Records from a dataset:
------------------------------------

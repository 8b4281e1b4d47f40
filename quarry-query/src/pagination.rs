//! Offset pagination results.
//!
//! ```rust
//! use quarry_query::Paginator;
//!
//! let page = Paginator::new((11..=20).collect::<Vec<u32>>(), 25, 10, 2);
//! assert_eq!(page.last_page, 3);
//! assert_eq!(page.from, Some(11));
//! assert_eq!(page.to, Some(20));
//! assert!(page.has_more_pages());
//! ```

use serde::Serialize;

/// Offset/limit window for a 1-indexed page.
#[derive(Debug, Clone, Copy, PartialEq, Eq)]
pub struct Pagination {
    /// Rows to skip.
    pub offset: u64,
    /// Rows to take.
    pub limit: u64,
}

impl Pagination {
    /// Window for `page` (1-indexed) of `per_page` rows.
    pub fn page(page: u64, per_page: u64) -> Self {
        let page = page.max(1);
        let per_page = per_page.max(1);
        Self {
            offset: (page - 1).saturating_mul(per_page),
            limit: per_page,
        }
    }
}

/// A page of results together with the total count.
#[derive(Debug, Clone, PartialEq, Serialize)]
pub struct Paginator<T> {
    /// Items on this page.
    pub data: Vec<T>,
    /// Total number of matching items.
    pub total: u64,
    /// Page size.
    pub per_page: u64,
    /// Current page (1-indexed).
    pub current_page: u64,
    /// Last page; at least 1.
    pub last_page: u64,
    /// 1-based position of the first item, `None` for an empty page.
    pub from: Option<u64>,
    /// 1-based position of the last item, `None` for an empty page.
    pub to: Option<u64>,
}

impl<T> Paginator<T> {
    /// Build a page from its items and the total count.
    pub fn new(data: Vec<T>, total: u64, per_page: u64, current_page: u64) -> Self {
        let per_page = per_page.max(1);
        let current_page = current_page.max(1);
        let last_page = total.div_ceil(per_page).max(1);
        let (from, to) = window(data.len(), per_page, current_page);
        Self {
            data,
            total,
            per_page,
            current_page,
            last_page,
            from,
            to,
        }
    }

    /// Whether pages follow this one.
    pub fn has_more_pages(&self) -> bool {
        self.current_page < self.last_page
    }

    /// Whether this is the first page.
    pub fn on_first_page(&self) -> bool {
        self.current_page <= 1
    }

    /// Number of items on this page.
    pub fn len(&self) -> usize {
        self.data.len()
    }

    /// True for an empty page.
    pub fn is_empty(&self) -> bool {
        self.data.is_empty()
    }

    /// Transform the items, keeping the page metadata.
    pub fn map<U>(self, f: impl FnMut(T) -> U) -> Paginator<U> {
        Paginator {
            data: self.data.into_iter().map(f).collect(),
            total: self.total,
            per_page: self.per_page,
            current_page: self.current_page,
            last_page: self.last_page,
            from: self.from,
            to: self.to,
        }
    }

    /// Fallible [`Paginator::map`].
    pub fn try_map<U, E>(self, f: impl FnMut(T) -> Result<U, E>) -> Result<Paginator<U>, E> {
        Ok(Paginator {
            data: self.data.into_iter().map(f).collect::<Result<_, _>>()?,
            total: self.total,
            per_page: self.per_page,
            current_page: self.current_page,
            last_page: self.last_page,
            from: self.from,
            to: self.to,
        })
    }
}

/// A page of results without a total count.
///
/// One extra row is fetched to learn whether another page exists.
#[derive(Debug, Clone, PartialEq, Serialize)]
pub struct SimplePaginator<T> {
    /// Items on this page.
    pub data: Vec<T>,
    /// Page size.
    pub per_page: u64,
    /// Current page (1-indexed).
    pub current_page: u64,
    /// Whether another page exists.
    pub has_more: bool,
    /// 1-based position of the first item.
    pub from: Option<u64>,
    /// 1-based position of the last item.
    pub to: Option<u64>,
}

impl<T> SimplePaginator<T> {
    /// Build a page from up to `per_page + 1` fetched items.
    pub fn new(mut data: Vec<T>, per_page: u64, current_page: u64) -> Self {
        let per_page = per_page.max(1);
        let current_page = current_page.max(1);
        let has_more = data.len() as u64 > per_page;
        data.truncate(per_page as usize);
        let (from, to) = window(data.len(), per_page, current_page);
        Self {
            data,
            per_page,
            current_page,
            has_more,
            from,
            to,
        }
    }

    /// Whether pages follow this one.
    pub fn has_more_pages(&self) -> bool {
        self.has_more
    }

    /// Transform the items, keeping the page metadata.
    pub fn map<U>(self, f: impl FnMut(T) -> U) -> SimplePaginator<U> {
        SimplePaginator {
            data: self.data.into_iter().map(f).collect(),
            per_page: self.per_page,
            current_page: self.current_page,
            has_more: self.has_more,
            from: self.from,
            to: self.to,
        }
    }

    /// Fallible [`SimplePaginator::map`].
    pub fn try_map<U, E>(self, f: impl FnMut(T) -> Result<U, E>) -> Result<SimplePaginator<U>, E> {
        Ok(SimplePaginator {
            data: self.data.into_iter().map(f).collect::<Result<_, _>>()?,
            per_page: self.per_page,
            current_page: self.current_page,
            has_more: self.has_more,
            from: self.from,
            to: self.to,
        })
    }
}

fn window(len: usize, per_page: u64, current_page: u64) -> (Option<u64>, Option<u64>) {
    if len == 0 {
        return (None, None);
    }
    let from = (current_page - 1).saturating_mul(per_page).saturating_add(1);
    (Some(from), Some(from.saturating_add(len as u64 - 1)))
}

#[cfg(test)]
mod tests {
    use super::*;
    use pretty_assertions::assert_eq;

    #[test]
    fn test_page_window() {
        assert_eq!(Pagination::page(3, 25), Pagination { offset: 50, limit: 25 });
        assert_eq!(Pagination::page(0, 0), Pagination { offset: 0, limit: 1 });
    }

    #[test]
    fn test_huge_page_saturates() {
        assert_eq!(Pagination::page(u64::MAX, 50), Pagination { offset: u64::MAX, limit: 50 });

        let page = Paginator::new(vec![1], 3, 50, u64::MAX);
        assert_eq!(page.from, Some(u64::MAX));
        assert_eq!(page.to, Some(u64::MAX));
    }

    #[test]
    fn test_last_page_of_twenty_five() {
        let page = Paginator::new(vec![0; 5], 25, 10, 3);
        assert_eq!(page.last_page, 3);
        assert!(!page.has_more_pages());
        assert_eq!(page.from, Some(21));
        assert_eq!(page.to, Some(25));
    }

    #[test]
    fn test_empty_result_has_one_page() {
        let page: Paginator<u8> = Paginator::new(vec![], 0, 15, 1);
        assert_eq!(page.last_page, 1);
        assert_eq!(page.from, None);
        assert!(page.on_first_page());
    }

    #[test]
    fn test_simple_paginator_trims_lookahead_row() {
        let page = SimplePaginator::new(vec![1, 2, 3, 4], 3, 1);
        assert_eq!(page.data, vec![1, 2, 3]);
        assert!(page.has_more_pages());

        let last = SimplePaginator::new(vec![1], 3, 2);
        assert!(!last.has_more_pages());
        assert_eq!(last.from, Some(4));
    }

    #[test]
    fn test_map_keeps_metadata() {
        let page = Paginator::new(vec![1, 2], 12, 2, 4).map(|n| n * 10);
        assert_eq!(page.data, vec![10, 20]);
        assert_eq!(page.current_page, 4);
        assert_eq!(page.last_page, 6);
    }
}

------------------------------------

**ABOUT THIS TASK:** Lines from the records above that hold "indexed" are the ones to list.

**TASK RESPONSE:**
/// Offset/limit window for a 1-indexed page.
    /// Window for `page` (1-indexed) of `per_page` rows.
    /// Current page (1-indexed).
    /// Current page (1-indexed).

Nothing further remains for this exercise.